National service is also totalitarians’ tacit admission that their public schools have failed. Everyone knows said schools don’t educate, but national service is evidence that they can’t even propagandize adequately. Ergo, Leviathan craves further opportunities to indoctrinate kids. That’s easy if they join the military after graduation — but what if they don’t? McChrystal whines, “We have let the concept of service become dangerously narrow, often associated only with the military. This allows most Americans to avoid the sense of responsibility essential for us to care for our nation — and for each other.” What rank and arrogant insult to every parent and grandparent, spouse, fiancée, sibling, uncle and aunt, cousin, or friend. 

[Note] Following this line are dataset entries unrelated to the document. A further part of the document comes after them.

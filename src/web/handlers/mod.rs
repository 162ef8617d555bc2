//! Request handlers for the web interface.

pub mod convert;
pub mod files;
pub mod pages;
pub mod view;

pub use convert::*;
pub use files::*;
pub use pages::*;
pub use view::*;

use crate::config::{ServerConfig, StorageConfig};
use crate::convert::Converter;
use crate::file::FileStorage;
use crate::Result;

/// Default maximum upload size (10MB).
pub const DEFAULT_MAX_UPLOAD_SIZE: u64 = 10 * 1024 * 1024;

/// Shared application state.
///
/// Holds no file data: every request goes back to the filesystem.
#[derive(Debug, Clone)]
pub struct AppState {
    /// Upload directory accessor.
    pub storage: FileStorage,
    /// Text-to-PDF converter.
    pub converter: Converter,
    /// Maximum upload size in bytes.
    pub max_upload_size: u64,
    /// Timezone for displayed modification times.
    pub timezone: String,
}

impl AppState {
    pub fn new(storage: FileStorage, converter: Converter) -> Self {
        Self {
            storage,
            converter,
            max_upload_size: DEFAULT_MAX_UPLOAD_SIZE,
            timezone: "UTC".to_string(),
        }
    }

    /// Build the state from configuration, creating both directories.
    pub fn from_config(storage: &StorageConfig, server: &ServerConfig) -> Result<Self> {
        let state = Self::new(
            FileStorage::new(&storage.upload_dir)?,
            Converter::new(&storage.conversion_dir)?,
        )
        .with_max_upload_size(storage.max_upload_size_bytes())
        .with_timezone(&server.timezone);

        tracing::info!(
            upload_dir = %storage.upload_dir,
            conversion_dir = %storage.conversion_dir,
            "File storage initialized"
        );
        Ok(state)
    }

    pub fn with_max_upload_size(mut self, bytes: u64) -> Self {
        self.max_upload_size = bytes;
        self
    }

    pub fn with_timezone(mut self, timezone: &str) -> Self {
        self.timezone = timezone.to_string();
        self
    }
}
//! File storage for filebox.
//!
//! Uploaded files live flat in a single directory under their sanitized
//! base name:
//! ```text
//! {base_path}/
//! ├── notes.txt
//! ├── photo.png
//! └── ...
//! ```
//! The directory is the only record of which files exist.

use std::fs;
use std::io;
use std::path::{Path, PathBuf};

use super::StoredFile;
use crate::datetime::from_system_time;
use crate::{FileboxError, Result};

/// Reduce a client-supplied name to its final path component.
///
/// Both `/` and `\` count as separators. Names that are empty, `.` or `..`
/// after reduction are rejected, as is any name containing a NUL byte.
pub fn sanitize_filename(raw: &str) -> Result<String> {
    if raw.contains('\0') {
        return Err(FileboxError::Validation(format!(
            "invalid filename: {raw:?}"
        )));
    }

    let base = raw
        .trim_end_matches(['/', '\\'])
        .rsplit(['/', '\\'])
        .next()
        .unwrap_or("");

    match base {
        "" | "." | ".." => Err(FileboxError::Validation(format!(
            "invalid filename: {raw:?}"
        ))),
        name => Ok(name.to_string()),
    }
}

/// Storage accessor for the upload directory.
#[derive(Debug, Clone)]
pub struct FileStorage {
    /// Base directory for file storage.
    base_path: PathBuf,
}

impl FileStorage {
    /// Create a new FileStorage with the given base path.
    ///
    /// The base directory will be created if it doesn't exist.
    pub fn new(base_path: impl Into<PathBuf>) -> Result<Self> {
        let base_path = base_path.into();
        fs::create_dir_all(&base_path)?;

        Ok(Self { base_path })
    }

    /// Get the base path of this storage.
    pub fn base_path(&self) -> &Path {
        &self.base_path
    }

    /// Get the on-disk path for a client-supplied name.
    pub fn file_path(&self, name: &str) -> Result<PathBuf> {
        Ok(self.base_path.join(sanitize_filename(name)?))
    }

    /// List stored files sorted by name.
    ///
    /// Directories are skipped, as are entries whose metadata cannot be read.
    pub fn list(&self) -> Result<Vec<StoredFile>> {
        fs::create_dir_all(&self.base_path)?;

        let mut files = Vec::new();
        for entry in fs::read_dir(&self.base_path)? {
            let entry = entry?;
            let metadata = match entry.metadata() {
                Ok(m) => m,
                Err(e) => {
                    tracing::warn!(path = %entry.path().display(), error = %e, "Skipping unreadable entry");
                    continue;
                }
            };
            if metadata.is_dir() {
                continue;
            }
            let Some(name) = entry.file_name().to_str().map(str::to_string) else {
                continue;
            };
            let modified = match metadata.modified() {
                Ok(t) => from_system_time(t),
                Err(_) => continue,
            };

            files.push(StoredFile {
                name,
                size: metadata.len(),
                modified,
            });
        }

        files.sort_by(|a, b| a.name.cmp(&b.name));
        Ok(files)
    }

    /// Save content under the sanitized form of `name`.
    ///
    /// An existing file with the same name is overwritten.
    pub fn save(&self, name: &str, content: &[u8]) -> Result<StoredFile> {
        let name = sanitize_filename(name)?;
        fs::create_dir_all(&self.base_path)?;
        fs::write(self.base_path.join(&name), content)?;
        self.stat(&name)
    }

    /// Get metadata for a stored file.
    pub fn stat(&self, name: &str) -> Result<StoredFile> {
        let name = sanitize_filename(name)?;
        let file_path = self.base_path.join(&name);

        let metadata = match fs::metadata(&file_path) {
            Ok(m) if m.is_file() => m,
            Ok(_) => return Err(FileboxError::NotFound(format!("File: {name}"))),
            Err(e) if e.kind() == io::ErrorKind::NotFound => {
                return Err(FileboxError::NotFound(format!("File: {name}")))
            }
            Err(e) => return Err(e.into()),
        };

        Ok(StoredFile {
            size: metadata.len(),
            modified: from_system_time(metadata.modified()?),
            name,
        })
    }

    /// Load content from storage.
    pub fn load(&self, name: &str) -> Result<Vec<u8>> {
        let stored = self.stat(name)?;

        match fs::read(self.base_path.join(&stored.name)) {
            Ok(content) => Ok(content),
            Err(e) if e.kind() == io::ErrorKind::NotFound => {
                Err(FileboxError::NotFound(format!("File: {}", stored.name)))
            }
            Err(e) => Err(e.into()),
        }
    }

    /// Delete a file from storage.
    ///
    /// # Returns
    ///
    /// `true` if the file was deleted, `false` if it didn't exist
    pub fn delete(&self, name: &str) -> Result<bool> {
        let file_path = self.file_path(name)?;
        if file_path.is_dir() {
            return Ok(false);
        }

        match fs::remove_file(&file_path) {
            Ok(()) => Ok(true),
            Err(e) if e.kind() == io::ErrorKind::NotFound => Ok(false),
            Err(e) => Err(e.into()),
        }
    }

    /// Check if a file exists in storage.
    pub fn exists(&self, name: &str) -> bool {
        self.file_path(name).map(|p| p.is_file()).unwrap_or(false)
    }
}

#[cfg(test)]
mod tests {
    use super::*;
    use tempfile::TempDir;

    fn setup_storage() -> (TempDir, FileStorage) {
        let temp_dir = TempDir::new().unwrap();
        let storage = FileStorage::new(temp_dir.path().join("uploads")).unwrap();
        (temp_dir, storage)
    }

    #[test]
    fn test_new_creates_directory() {
        let temp_dir = TempDir::new().unwrap();
        let storage_path = temp_dir.path().join("nested").join("uploads");

        assert!(!storage_path.exists());

        let storage = FileStorage::new(&storage_path).unwrap();

        assert!(storage_path.is_dir());
        assert_eq!(storage.base_path(), storage_path);
    }

    #[test]
    fn test_sanitize_filename() {
        assert_eq!(sanitize_filename("notes.txt").unwrap(), "notes.txt");
        assert_eq!(sanitize_filename("../../etc/passwd").unwrap(), "passwd");
        assert_eq!(sanitize_filename("/abs/path/a.pdf").unwrap(), "a.pdf");
        assert_eq!(sanitize_filename("C:\\Users\\me\\cv.doc").unwrap(), "cv.doc");
        assert_eq!(sanitize_filename("dir/").unwrap(), "dir");
        assert_eq!(sanitize_filename(".hidden").unwrap(), ".hidden");
    }

    #[test]
    fn test_sanitize_filename_rejects_empty_and_dots() {
        for raw in ["", ".", "..", "/", "a/..", "../", "\\", "a\0b.txt", "\0/ok.txt"] {
            assert!(
                matches!(sanitize_filename(raw), Err(FileboxError::Validation(_))),
                "{raw:?} should be rejected"
            );
        }
    }

    #[test]
    fn test_save_and_load() {
        let (_temp_dir, storage) = setup_storage();
        let content = b"Hello, World!";

        let stored = storage.save("hello.txt", content).unwrap();

        assert_eq!(stored.name, "hello.txt");
        assert_eq!(stored.size, content.len() as u64);
        assert_eq!(storage.load("hello.txt").unwrap(), content);
    }

    #[test]
    fn test_save_strips_directories() {
        let (temp_dir, storage) = setup_storage();

        let stored = storage.save("../escape.txt", b"data").unwrap();

        assert_eq!(stored.name, "escape.txt");
        assert!(storage.base_path().join("escape.txt").exists());
        assert!(!temp_dir.path().join("escape.txt").exists());
    }

    #[test]
    fn test_save_overwrites() {
        let (_temp_dir, storage) = setup_storage();

        storage.save("a.txt", b"first version").unwrap();
        let stored = storage.save("a.txt", b"second").unwrap();

        assert_eq!(stored.size, 6);
        assert_eq!(storage.load("a.txt").unwrap(), b"second");
    }

    #[test]
    fn test_save_recreates_missing_directory() {
        let (_temp_dir, storage) = setup_storage();
        fs::remove_dir_all(storage.base_path()).unwrap();

        storage.save("a.txt", b"x").unwrap();

        assert!(storage.exists("a.txt"));
    }

    #[test]
    fn test_load_not_found() {
        let (_temp_dir, storage) = setup_storage();

        let result = storage.load("nonexistent.txt");

        assert!(matches!(result, Err(FileboxError::NotFound(_))));
    }

    #[test]
    fn test_stat_directory_is_not_found() {
        let (_temp_dir, storage) = setup_storage();
        fs::create_dir(storage.base_path().join("subdir")).unwrap();

        assert!(matches!(
            storage.stat("subdir"),
            Err(FileboxError::NotFound(_))
        ));
    }

    #[test]
    fn test_list_skips_directories_and_sorts() {
        let (_temp_dir, storage) = setup_storage();
        storage.save("b.txt", b"bb").unwrap();
        storage.save("a.txt", b"a").unwrap();
        fs::create_dir(storage.base_path().join("subdir")).unwrap();

        let files = storage.list().unwrap();
        let names: Vec<_> = files.iter().map(|f| f.name.as_str()).collect();

        assert_eq!(names, vec!["a.txt", "b.txt"]);
        assert_eq!(files[0].size, 1);
        assert_eq!(files[1].size, 2);
    }

    #[test]
    fn test_list_empty() {
        let (_temp_dir, storage) = setup_storage();
        assert!(storage.list().unwrap().is_empty());
    }

    #[test]
    fn test_delete() {
        let (_temp_dir, storage) = setup_storage();

        storage.save("delete.txt", b"to delete").unwrap();
        assert!(storage.exists("delete.txt"));

        assert!(storage.delete("delete.txt").unwrap());
        assert!(!storage.exists("delete.txt"));
        assert!(!storage.delete("delete.txt").unwrap());
    }

    #[test]
    fn test_delete_never_touches_directories() {
        let (_temp_dir, storage) = setup_storage();
        fs::create_dir(storage.base_path().join("keep")).unwrap();

        assert!(!storage.delete("keep").unwrap());
        assert!(storage.base_path().join("keep").is_dir());
    }

    #[test]
    fn test_delete_invalid_name() {
        let (_temp_dir, storage) = setup_storage();
        assert!(matches!(
            storage.delete(".."),
            Err(FileboxError::Validation(_))
        ));
    }

    #[test]
    fn test_binary_content() {
        let (_temp_dir, storage) = setup_storage();
        let content: Vec<u8> = (0..=255).collect();

        storage.save("binary.bin", &content).unwrap();

        assert_eq!(storage.load("binary.bin").unwrap(), content);
    }

    #[test]
    fn test_unicode_name() {
        let (_temp_dir, storage) = setup_storage();

        let stored = storage.save("日本語ファイル.txt", b"data").unwrap();

        assert_eq!(stored.name, "日本語ファイル.txt");
        assert_eq!(storage.list().unwrap()[0].name, "日本語ファイル.txt");
    }
}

Nor have we exhausted McChrystal’s hauteur. He invents “inalienable responsibilities” and pairs them with the Declaration’s “inalienable rights.” Jefferson may have preached eternal vigilance against government as our chief duty, but McChrystal knows better. “All of us bear an obligation to serve,” he thunders, with an implied “government” hanging at the end of that decree. And what are those “inalienable responsibilities”? I’m not sure, and I don’t think McChrystal is either, except that they “typically” involve “doing things that you would not choose to do, but that must be done.” Who gets to decide whether they “must be done”? Not the poor grunt squandering time on them. His betters in their air-conditioned offices will settle such issues, thank you. 

McChrystal’s other sine qua non: these distasteful tasks either don’t pay or pay badly. Poverty for serfs (though never rulers) is always the hallmark of the State. Yet morons like McChrystal can’t figure out why sensible folks despise Leviathan. 

He belabors us with a couple of anecdotes to prove national service’s redemptive powers. His first concerns an Afghani “community’s” “extensive and complex underground tunnels” for irrigation of their farms: “…maintenance was clearly understood to be a responsibility of the community, performed as a shared task without pay.” Take a lesson, you selfish Americans: the Feds compel you to finance their murderous conquest of these exemplary villagers because you stubbornly refuse to work at “shared tasks without pay.”

Yet so did the villagers when disaster struck. They forsook communism for capitalism, though McChrystal damns them for it: “The Soviet intervention [sic for imperialistic war] in 1979 resulted in damage to the systems; subsequently, private individuals acquired wells and pumps, disrupting the community dynamic” but providing water and food, you idiot. “What had been a unifying responsibility for all was now a source of wealth for a few — and yet another source of frustration for the rest.” Clearly, McChrystal relied on his rations for nourishment, not those wet but “frustrating” fields. 

His second story features “a veteran of AmeriCorps’ National Civilian Community Corps” who “described his experience working and living for a year as part of a 10-person team doing projects: ‘My teammates were conservative and liberal, black, white, Asian, Jewish, Christian, atheist … We had to get along or be miserable.’”

You’ll find the same mix in the dining room of the average Chinese restaurant in New York City, or, depending on whether your neighborhood has managed to attract newcomers despite ICE’s (Immigration and Customs Enforcement) xenophobia, perhaps even the gym at your local Y. But these natural and spontaneous groupings don’t interest Our Rulers because they don’t control them. Meanwhile, they discount the “teamwork skills, confidence, problem-solving abilities, community building, leadership, and communication skills” we learn in these venues, insisting that only government can teach them to us. 

Yet even McChrystal acknowledges that national service is as silly and wasteful as everything the State does: “We can always outsource work — hire other people to complete projects — arguably with greater efficiency.” But of course production and results aren’t the goal. 

“Our real objective” McChrystal chillingly confesses, is “shaping Americans.”